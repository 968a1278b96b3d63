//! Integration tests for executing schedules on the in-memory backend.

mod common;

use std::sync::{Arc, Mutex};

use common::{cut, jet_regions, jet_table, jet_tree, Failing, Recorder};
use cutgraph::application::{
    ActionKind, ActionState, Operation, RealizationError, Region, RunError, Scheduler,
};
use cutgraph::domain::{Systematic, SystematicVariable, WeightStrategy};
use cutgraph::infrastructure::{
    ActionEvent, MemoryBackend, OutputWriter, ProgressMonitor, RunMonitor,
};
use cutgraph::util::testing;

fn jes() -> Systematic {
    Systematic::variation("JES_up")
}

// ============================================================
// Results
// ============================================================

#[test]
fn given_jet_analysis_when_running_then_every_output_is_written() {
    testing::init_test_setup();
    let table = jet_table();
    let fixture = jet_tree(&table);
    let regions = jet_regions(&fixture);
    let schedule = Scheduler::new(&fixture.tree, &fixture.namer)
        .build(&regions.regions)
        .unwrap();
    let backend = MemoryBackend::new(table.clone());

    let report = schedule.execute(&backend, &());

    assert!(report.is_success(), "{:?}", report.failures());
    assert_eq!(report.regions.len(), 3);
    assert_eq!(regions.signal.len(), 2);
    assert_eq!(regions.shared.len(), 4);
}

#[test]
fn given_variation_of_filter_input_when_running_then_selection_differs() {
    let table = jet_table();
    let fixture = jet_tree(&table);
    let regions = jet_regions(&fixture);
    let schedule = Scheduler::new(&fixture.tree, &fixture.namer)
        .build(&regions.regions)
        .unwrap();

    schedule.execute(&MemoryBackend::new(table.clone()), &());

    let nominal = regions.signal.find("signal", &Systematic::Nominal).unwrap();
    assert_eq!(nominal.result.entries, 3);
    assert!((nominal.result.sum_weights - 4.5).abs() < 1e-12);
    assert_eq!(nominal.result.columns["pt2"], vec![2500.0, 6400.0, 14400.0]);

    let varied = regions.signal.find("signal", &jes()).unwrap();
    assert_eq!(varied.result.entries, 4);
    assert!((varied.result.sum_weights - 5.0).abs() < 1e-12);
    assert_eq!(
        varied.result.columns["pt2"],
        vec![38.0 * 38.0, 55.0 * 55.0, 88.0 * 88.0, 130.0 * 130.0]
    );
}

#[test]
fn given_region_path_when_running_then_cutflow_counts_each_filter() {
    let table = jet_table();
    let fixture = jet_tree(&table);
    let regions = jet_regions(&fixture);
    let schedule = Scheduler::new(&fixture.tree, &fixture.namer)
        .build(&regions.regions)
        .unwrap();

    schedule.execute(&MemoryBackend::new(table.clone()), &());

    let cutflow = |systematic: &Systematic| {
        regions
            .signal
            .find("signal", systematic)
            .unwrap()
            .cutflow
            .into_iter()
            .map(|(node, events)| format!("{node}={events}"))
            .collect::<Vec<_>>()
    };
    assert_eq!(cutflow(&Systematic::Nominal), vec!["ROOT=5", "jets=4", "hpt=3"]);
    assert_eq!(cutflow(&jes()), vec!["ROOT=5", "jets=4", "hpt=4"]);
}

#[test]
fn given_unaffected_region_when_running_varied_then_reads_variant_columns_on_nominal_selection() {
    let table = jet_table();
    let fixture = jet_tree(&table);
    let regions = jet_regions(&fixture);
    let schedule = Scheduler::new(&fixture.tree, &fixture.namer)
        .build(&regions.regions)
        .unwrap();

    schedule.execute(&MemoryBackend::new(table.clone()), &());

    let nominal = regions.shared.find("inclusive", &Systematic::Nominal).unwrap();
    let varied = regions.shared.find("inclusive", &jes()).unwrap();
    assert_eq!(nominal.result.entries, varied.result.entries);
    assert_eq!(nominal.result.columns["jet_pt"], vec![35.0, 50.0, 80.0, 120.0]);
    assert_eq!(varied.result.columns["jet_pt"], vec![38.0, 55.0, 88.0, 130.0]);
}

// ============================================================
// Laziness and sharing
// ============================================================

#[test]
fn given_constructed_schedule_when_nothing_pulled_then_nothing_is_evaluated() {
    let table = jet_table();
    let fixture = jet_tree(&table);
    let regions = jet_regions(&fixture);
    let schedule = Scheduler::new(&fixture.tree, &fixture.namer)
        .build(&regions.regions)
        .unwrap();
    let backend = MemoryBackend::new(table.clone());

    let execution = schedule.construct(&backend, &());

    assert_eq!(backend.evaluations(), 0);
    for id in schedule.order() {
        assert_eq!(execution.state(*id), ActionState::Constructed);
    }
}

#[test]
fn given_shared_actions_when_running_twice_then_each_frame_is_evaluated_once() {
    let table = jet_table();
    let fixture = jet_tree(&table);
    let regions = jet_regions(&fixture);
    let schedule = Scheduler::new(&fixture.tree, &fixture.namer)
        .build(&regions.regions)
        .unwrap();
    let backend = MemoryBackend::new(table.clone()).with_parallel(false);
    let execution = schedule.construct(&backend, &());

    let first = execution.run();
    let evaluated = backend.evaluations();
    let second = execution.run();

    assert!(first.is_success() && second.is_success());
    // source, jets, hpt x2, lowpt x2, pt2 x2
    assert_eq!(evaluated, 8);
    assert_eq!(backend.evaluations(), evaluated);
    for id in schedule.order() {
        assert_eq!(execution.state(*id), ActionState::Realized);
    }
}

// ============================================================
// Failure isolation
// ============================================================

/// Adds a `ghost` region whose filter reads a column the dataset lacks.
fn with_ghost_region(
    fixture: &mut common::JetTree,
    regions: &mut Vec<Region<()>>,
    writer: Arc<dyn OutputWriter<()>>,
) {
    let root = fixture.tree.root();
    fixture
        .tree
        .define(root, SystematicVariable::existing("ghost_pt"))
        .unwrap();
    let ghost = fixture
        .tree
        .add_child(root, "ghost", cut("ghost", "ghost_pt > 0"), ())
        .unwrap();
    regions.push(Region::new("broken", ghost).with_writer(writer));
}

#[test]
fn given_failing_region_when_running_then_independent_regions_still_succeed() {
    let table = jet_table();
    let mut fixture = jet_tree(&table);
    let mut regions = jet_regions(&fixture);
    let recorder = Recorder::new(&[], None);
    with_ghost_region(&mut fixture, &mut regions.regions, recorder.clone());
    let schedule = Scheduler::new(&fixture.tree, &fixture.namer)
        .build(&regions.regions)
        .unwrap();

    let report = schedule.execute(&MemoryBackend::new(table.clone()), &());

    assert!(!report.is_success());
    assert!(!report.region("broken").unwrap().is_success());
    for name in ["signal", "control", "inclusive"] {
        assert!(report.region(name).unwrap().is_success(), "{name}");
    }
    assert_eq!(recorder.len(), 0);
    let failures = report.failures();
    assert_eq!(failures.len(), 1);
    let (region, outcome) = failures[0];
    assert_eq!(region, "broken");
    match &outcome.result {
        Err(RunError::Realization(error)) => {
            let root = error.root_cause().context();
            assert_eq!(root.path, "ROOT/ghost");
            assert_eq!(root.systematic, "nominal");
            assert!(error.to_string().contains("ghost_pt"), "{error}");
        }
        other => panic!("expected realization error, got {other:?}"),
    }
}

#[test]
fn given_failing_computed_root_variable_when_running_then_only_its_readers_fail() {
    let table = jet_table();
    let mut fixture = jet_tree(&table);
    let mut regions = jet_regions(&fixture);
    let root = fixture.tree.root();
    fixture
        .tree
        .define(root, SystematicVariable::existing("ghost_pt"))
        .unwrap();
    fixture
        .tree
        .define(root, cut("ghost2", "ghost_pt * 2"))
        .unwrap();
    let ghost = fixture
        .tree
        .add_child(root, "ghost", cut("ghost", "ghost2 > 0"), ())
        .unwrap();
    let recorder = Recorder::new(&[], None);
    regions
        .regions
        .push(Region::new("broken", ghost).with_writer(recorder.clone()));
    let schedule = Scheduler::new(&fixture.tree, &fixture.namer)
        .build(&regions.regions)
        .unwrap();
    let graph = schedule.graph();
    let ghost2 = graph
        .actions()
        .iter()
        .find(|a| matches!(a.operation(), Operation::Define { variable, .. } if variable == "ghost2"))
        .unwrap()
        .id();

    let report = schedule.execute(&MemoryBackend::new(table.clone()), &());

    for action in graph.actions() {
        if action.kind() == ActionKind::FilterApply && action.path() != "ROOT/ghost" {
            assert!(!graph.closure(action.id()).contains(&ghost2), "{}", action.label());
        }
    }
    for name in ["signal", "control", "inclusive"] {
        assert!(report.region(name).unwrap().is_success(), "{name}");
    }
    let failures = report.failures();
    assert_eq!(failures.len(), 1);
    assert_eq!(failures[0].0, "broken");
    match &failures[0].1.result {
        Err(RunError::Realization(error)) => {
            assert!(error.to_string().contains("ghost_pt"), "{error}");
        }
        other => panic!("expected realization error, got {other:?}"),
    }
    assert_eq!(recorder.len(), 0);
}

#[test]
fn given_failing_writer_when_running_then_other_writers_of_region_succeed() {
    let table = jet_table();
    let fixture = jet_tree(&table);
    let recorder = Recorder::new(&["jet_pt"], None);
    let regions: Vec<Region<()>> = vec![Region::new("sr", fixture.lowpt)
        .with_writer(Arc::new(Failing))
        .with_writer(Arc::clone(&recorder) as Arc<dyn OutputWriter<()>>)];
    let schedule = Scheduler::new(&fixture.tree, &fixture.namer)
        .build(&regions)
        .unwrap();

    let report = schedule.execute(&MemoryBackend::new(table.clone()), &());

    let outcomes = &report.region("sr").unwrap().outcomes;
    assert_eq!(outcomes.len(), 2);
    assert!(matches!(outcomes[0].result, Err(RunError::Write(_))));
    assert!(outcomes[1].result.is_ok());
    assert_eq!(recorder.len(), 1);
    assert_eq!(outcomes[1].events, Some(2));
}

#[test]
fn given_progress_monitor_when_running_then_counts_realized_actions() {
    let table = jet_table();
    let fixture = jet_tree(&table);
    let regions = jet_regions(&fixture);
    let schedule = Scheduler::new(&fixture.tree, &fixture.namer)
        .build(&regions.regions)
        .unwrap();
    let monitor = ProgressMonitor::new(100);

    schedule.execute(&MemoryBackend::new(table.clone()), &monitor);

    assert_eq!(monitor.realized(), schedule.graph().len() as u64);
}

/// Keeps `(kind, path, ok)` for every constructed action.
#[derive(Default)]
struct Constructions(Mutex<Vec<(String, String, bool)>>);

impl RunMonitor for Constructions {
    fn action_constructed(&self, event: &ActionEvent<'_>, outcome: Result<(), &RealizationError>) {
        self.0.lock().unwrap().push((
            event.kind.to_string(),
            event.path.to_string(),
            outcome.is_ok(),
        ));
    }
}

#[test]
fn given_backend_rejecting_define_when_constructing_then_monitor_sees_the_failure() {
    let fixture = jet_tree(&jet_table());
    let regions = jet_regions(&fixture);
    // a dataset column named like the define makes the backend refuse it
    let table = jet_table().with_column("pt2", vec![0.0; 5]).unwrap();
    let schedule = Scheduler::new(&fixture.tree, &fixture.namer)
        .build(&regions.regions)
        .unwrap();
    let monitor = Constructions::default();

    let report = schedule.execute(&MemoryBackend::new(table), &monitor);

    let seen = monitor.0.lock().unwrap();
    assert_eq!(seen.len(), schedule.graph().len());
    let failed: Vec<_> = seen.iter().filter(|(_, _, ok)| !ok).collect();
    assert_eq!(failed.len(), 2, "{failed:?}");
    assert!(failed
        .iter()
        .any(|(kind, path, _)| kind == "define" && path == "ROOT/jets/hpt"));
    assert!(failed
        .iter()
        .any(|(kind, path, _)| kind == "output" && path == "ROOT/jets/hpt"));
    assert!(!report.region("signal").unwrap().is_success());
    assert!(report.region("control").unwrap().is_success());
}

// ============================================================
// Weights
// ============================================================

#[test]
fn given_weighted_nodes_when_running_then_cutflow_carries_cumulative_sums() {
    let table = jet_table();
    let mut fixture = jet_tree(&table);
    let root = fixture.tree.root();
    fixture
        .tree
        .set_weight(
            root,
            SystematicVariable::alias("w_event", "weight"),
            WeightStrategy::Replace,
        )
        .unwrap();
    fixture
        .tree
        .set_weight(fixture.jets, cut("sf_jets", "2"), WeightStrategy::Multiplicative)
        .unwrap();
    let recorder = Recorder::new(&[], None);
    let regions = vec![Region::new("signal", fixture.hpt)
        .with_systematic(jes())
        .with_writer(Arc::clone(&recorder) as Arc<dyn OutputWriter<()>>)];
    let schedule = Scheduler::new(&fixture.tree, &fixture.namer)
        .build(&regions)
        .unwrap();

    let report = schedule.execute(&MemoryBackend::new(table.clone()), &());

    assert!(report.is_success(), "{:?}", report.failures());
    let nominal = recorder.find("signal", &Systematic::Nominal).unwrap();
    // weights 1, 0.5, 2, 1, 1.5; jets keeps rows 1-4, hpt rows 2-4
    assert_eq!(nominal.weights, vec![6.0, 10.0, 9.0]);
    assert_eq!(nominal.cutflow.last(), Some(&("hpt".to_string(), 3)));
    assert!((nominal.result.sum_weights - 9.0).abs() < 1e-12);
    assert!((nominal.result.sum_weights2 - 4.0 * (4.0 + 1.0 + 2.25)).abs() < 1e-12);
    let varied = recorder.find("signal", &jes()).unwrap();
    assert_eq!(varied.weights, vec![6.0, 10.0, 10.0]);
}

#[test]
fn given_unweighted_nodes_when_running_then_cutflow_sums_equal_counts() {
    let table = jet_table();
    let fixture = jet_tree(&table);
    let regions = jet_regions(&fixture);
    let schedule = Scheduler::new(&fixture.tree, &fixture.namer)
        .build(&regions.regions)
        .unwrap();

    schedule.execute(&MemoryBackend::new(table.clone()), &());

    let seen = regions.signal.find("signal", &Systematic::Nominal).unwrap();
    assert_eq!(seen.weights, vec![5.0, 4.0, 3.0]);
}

--*--

= Problem =
Using the material above, return each line in which the word "outcomes" occurs.

= Response box =
    let outcomes = &report.region("sr").unwrap().outcomes;
    assert_eq!(outcomes.len(), 2);
    assert!(matches!(outcomes[0].result, Err(RunError::Write(_))));
    assert!(outcomes[1].result.is_ok());
    assert_eq!(outcomes[1].events, Some(2));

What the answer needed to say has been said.